How do you see small publications like Peep surviving and thriving in a technology dominated environment?
There will always be a place in the world for print. People love tactility and in an age where digitisation is driving throwaway culture, print offers consumers an opportunity to pause and think, rather than just scroll past. This, I think, is even more true of creatives who almost fetishise print - try asking a graphic designer to throw away a lovely piece of print and I think you’d struggle. Having said this, Instagram has helped us strengthen our message to a far wider audience than we could ever have done with just print alone, but I think we’ve managed to use digital communication without damaging the tactile integrity of our magazine - which is a relief.
What other small independent magazines do you love right now?
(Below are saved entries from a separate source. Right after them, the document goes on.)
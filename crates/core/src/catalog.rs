//! Validation and referential-integrity rules for catalog entities.
//!
//! Everything here is pure: callers fetch rows from storage and hand the
//! results in, these functions decide whether the write may proceed and
//! produce the user-facing message when it may not.

use std::fmt;

use crate::error::CoreError;
use crate::types::DbId;

// ---------------------------------------------------------------------------
// Entity kinds
// ---------------------------------------------------------------------------

/// The three kinds of record the catalog manages.
#[derive(Debug, Clone, Copy, PartialEq, Eq)]
pub enum EntityKind {
    Product,
    ProductType,
    Colour,
}

impl EntityKind {
    /// Human-readable label used in error messages (e.g. "Product Type").
    pub fn label(self) -> &'static str {
        match self {
            EntityKind::Product => "Product",
            EntityKind::ProductType => "Product Type",
            EntityKind::Colour => "Colour",
        }
    }

    /// Lowercase noun used inside sentences (e.g. "product type").
    fn noun(self) -> &'static str {
        match self {
            EntityKind::Product => "product",
            EntityKind::ProductType => "product type",
            EntityKind::Colour => "colour",
        }
    }

    /// Build the `NotFound` error for an id of this kind.
    pub fn not_found(self, id: DbId) -> CoreError {
        CoreError::NotFound {
            entity: self.label(),
            id,
        }
    }
}

impl fmt::Display for EntityKind {
    fn fmt(&self, f: &mut fmt::Formatter<'_>) -> fmt::Result {
        f.write_str(self.label())
    }
}

// ---------------------------------------------------------------------------
// Seed data
// ---------------------------------------------------------------------------

/// Product types inserted on first boot when the table is empty.
pub const DEFAULT_PRODUCT_TYPES: &[&str] = &["Furniture", "Electronics", "Clothing"];

/// Colours inserted on first boot when the table is empty.
pub const DEFAULT_COLOURS: &[&str] = &["Red", "Blue", "Black", "White"];

// ---------------------------------------------------------------------------
// Messages
// ---------------------------------------------------------------------------

/// Returned when a product is created without a product type id.
pub const PRODUCT_TYPE_ID_REQUIRED: &str = "Product Type ID is required.";

const UPDATE_PRODUCT_TYPE_REQUIRED: &str = "Please provide a product type.";
const UPDATE_COLOURS_REQUIRED: &str = "Please provide at least one color.";

const COLOUR_IN_USE: &str =
    "Cannot delete colour. It is assigned to active products. Please remove it from those products first.";
const PRODUCT_TYPE_IN_USE: &str =
    "Cannot delete product type. It is being used in existing products.";

// ---------------------------------------------------------------------------
// Name validation
// ---------------------------------------------------------------------------

fn non_blank(name: Option<&str>) -> Option<&str> {
    name.map(str::trim).filter(|n| !n.is_empty())
}

/// Validate a name supplied on create.
///
/// Returns the trimmed name, or `Validation("<Entity> name cannot be empty.")`
/// when the name is missing, empty, or whitespace only.
pub fn validate_name(kind: EntityKind, name: Option<&str>) -> Result<&str, CoreError> {
    non_blank(name).ok_or_else(|| {
        CoreError::Validation(format!("{} name cannot be empty.", kind.label()))
    })
}

/// Validate a name supplied on update. Same rule as [`validate_name`],
/// worded as a prompt.
pub fn validate_update_name(kind: EntityKind, name: Option<&str>) -> Result<&str, CoreError> {
    non_blank(name)
        .ok_or_else(|| CoreError::Validation(format!("Please provide a {} name.", kind.noun())))
}

// ---------------------------------------------------------------------------
// Reference checks
// ---------------------------------------------------------------------------

/// Require a product type id on product create.
pub fn require_product_type_id(id: Option<DbId>) -> Result<DbId, CoreError> {
    id.ok_or_else(|| CoreError::Validation(PRODUCT_TYPE_ID_REQUIRED.to_string()))
}

/// Compare the colours storage resolved against the ids the caller asked for.
///
/// The comparison is by count: storage yields one row per distinct id, so a
/// request is accepted only when every requested entry produced a row. The
/// error lists both sides so the caller can see which ids were missing.
pub fn check_colours_resolved(found: &[DbId], expected: &[DbId]) -> Result<(), CoreError> {
    if found.len() == expected.len() {
        return Ok(());
    }
    Err(CoreError::Validation(format!(
        "One or more selected colours are invalid. Found: {}, Expected: {}",
        format_ids(found),
        format_ids(expected)
    )))
}

/// Required fields for a product update, checked before any lookup.
///
/// Unlike create, update needs a non-empty colour list.
pub fn validate_product_update<'a>(
    name: Option<&'a str>,
    product_type_id: Option<DbId>,
    colour_ids: Option<&[DbId]>,
) -> Result<(&'a str, DbId), CoreError> {
    let name = validate_update_name(EntityKind::Product, name)?;
    let product_type_id = product_type_id
        .ok_or_else(|| CoreError::Validation(UPDATE_PRODUCT_TYPE_REQUIRED.to_string()))?;
    match colour_ids {
        Some(ids) if !ids.is_empty() => Ok((name, product_type_id)),
        _ => Err(CoreError::Validation(UPDATE_COLOURS_REQUIRED.to_string())),
    }
}

// ---------------------------------------------------------------------------
// Delete protection
// ---------------------------------------------------------------------------

/// The conflict raised when deleting a record still referenced by products.
///
/// Products are never referenced by anything, so they have no such conflict.
pub fn in_use_conflict(kind: EntityKind) -> Option<CoreError> {
    let msg = match kind {
        EntityKind::Colour => COLOUR_IN_USE,
        EntityKind::ProductType => PRODUCT_TYPE_IN_USE,
        EntityKind::Product => return None,
    };
    Some(CoreError::Conflict(msg.to_string()))
}

/// Render ids as `[1, 2, 3]`.
fn format_ids(ids: &[DbId]) -> String {
    let joined = ids
        .iter()
        .map(DbId::to_string)
        .collect::<Vec<_>>()
        .join(", ");
    format!("[{joined}]")
}

// ---------------------------------------------------------------------------
// Tests
// ---------------------------------------------------------------------------
pub mod colour;
pub mod health;
pub mod product;
pub mod product_type;

use axum::Router;

use crate::state::AppState;

/// Build the `/api/v1` route tree.
///
/// ```text
/// /colours                 list, create
/// /colours/{id}            update, delete
///
/// /product-types           list, create
/// /product-types/{id}      update, delete
///
/// /products                list, create
/// /products/{id}           get, update, delete
/// ```
pub fn api_routes() -> Router<AppState> {
    Router::new()
        .nest("/colours", colour::router())
        .nest("/product-types", product_type::router())
        .nest("/products", product::router())
}
//! Repository for the `products` and `product_colours` tables.

use catalog_core::types::DbId;
use sqlx::PgConnection;

use crate::models::colour::Colour;
use crate::models::product::{Product, ProductSummary, ProductWrite};

/// Column list for the `products` table.
const COLUMNS: &str = "id, name, product_type_id, created_at, updated_at";

/// Column list for the `colours` table (used in JOIN queries).
const COLOUR_COLUMNS: &str = "c.id, c.name, c.created_at, c.updated_at";

/// Provides CRUD operations for products and their colour associations.
pub struct ProductRepo;

impl ProductRepo {
    /// Insert a new product and its colour associations.
    ///
    /// Run inside a transaction so the product row and its junction rows
    /// land together.
    pub async fn create(
        conn: &mut PgConnection,
        input: &ProductWrite,
    ) -> Result<Product, sqlx::Error> {
        let query = format!(
            "INSERT INTO products (name, product_type_id) \
             VALUES ($1, $2) \
             RETURNING {COLUMNS}"
        );
        let product = sqlx::query_as::<_, Product>(&query)
            .bind(&input.name)
            .bind(input.product_type_id)
            .fetch_one(&mut *conn)
            .await?;

        Self::set_colours(conn, product.id, &input.colour_ids).await?;
        Ok(product)
    }

    /// Find a product by its ID.
    pub async fn find_by_id(
        conn: &mut PgConnection,
        id: DbId,
    ) -> Result<Option<Product>, sqlx::Error> {
        let query = format!("SELECT {COLUMNS} FROM products WHERE id = $1");
        sqlx::query_as::<_, Product>(&query)
            .bind(id)
            .fetch_optional(&mut *conn)
            .await
    }

    /// List every product as a summary row, newest (highest ID) first.
    ///
    /// Colour names are aggregated in colour ID order; a product with no
    /// colours gets an empty list.
    pub async fn list_summaries(
        conn: &mut PgConnection,
    ) -> Result<Vec<ProductSummary>, sqlx::Error> {
        sqlx::query_as::<_, ProductSummary>(
            "SELECT p.id, p.name, pt.name AS product_type, \
                COALESCE( \
                    array_agg(c.name ORDER BY c.id) FILTER (WHERE c.id IS NOT NULL), \
                    '{}'::text[] \
                ) AS colours \
             FROM products p \
             JOIN product_types pt ON pt.id = p.product_type_id \
             LEFT JOIN product_colours pc ON pc.product_id = p.id \
             LEFT JOIN colours c ON c.id = pc.colour_id \
             GROUP BY p.id, p.name, pt.name \
             ORDER BY p.id DESC",
        )
        .fetch_all(&mut *conn)
        .await
    }

    /// Replace name, product type, and colour set of a product.
    ///
    /// Returns `None` if no row with the given `id` exists, in which case
    /// the colour associations are left untouched.
    pub async fn update(
        conn: &mut PgConnection,
        id: DbId,
        input: &ProductWrite,
    ) -> Result<Option<Product>, sqlx::Error> {
        let query = format!(
            "UPDATE products SET name = $2, product_type_id = $3 \
             WHERE id = $1 \
             RETURNING {COLUMNS}"
        );
        let product = sqlx::query_as::<_, Product>(&query)
            .bind(id)
            .bind(&input.name)
            .bind(input.product_type_id)
            .fetch_optional(&mut *conn)
            .await?;

        if let Some(ref product) = product {
            Self::set_colours(conn, product.id, &input.colour_ids).await?;
        }
        Ok(product)
    }

    /// Delete a product by ID. Junction rows cascade.
    /// Returns `true` if a row was deleted.
    pub async fn delete(conn: &mut PgConnection, id: DbId) -> Result<bool, sqlx::Error> {
        let result = sqlx::query("DELETE FROM products WHERE id = $1")
            .bind(id)
            .execute(&mut *conn)
            .await?;
        Ok(result.rows_affected() > 0)
    }

    // -----------------------------------------------------------------------
    // Colour association helpers
    // -----------------------------------------------------------------------

    /// Get all colours assigned to a product, ordered by colour ID.
    pub async fn colours_for_product(
        conn: &mut PgConnection,
        product_id: DbId,
    ) -> Result<Vec<Colour>, sqlx::Error> {
        let query = format!(
            "SELECT {COLOUR_COLUMNS} \
             FROM colours c \
             JOIN product_colours pc ON pc.colour_id = c.id \
             WHERE pc.product_id = $1 \
             ORDER BY c.id"
        );
        sqlx::query_as::<_, Colour>(&query)
            .bind(product_id)
            .fetch_all(&mut *conn)
            .await
    }

    /// Replace all colour associations for a product.
    ///
    /// Deletes existing associations, then inserts the new set. Repeated
    /// IDs collapse into a single association.
    async fn set_colours(
        conn: &mut PgConnection,
        product_id: DbId,
        colour_ids: &[DbId],
    ) -> Result<(), sqlx::Error> {
        sqlx::query("DELETE FROM product_colours WHERE product_id = $1")
            .bind(product_id)
            .execute(&mut *conn)
            .await?;

        for &colour_id in colour_ids {
            sqlx::query(
                "INSERT INTO product_colours (product_id, colour_id) VALUES ($1, $2) \
                 ON CONFLICT DO NOTHING",
            )
            .bind(product_id)
            .bind(colour_id)
            .execute(&mut *conn)
            .await?;
        }

        Ok(())
    }
}
//! Catalog service layer.
//!
//! Each operation validates its input with `catalog_core::catalog`, resolves
//! references through [`integrity`], and performs its writes inside a single
//! transaction. Handlers stay thin: extract, call a service, wrap the result.

use catalog_core::error::CoreError;

use crate::error::AppError;

pub mod colour;
pub mod integrity;
pub mod product;
pub mod product_type;

/// Log a rejected operation and lift the domain error into an [`AppError`].
pub(crate) fn rejected(operation: &'static str, err: CoreError) -> AppError {
    tracing::error!(operation, error = %err, "Catalog operation rejected");
    AppError::Core(err)
}
//! Route definitions for the `/products` resource.

use axum::routing::get;
use axum::Router;

use crate::handlers::product;
use crate::state::AppState;

/// Routes mounted at `/products`.
///
/// ```text
/// GET    /        -> list
/// POST   /        -> create
/// GET    /{id}    -> get_by_id
/// PUT    /{id}    -> update
/// DELETE /{id}    -> delete
/// ```
pub fn router() -> Router<AppState> {
    Router::new()
        .route("/", get(product::list).post(product::create))
        .route(
            "/{id}",
            get(product::get_by_id)
                .put(product::update)
                .delete(product::delete),
        )
}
We love BFR, which started in founder Barbara Frankie Ryan’s teenage bedroom many years ago. Still going strong, BFR is a collection of words, pictures and thoughts which still feel as honest as ever. It’s a curious volume full of personality that is emotionally transparent about personal subjects. Then, perhaps not so small anymore, but we love The Gourmand for its absolute obsession with its subject matter, food. The Gourmand focuses on every aspect of food within a culture in a beautifully crafted outpouring, the beauty of which highlights their love of the subject they cover. It’s a similar story with MacGuffin Magazine, which is a beautiful ode to a different everyday object in each issue. With this magazine, we like that they devote so much love and attention to the things we often overlook – in a similar way to how Peep refocusses our attention away from the world of work to the less familiar realm of side projects.
What themes are you working on with Issue 3?
We aren’t starting to theme Peep yet as we’re still enjoying exploring side projects in their totality. However, we’re excited to diversify the magazine slightly during the next issue. We can’t give too much away yet, but we can say that Issue 3 will include coverage of an event…
How do you see Peep Publication in the future?
Excitingly, we have no idea. We are consciously trying to avoid planning the future too much because we want to allow the playful nature of our magazine to flourish. However, we can reveal that Issue 3 will be launching in New York in early 2019. Beyond that, we’re excited to see what the future holds.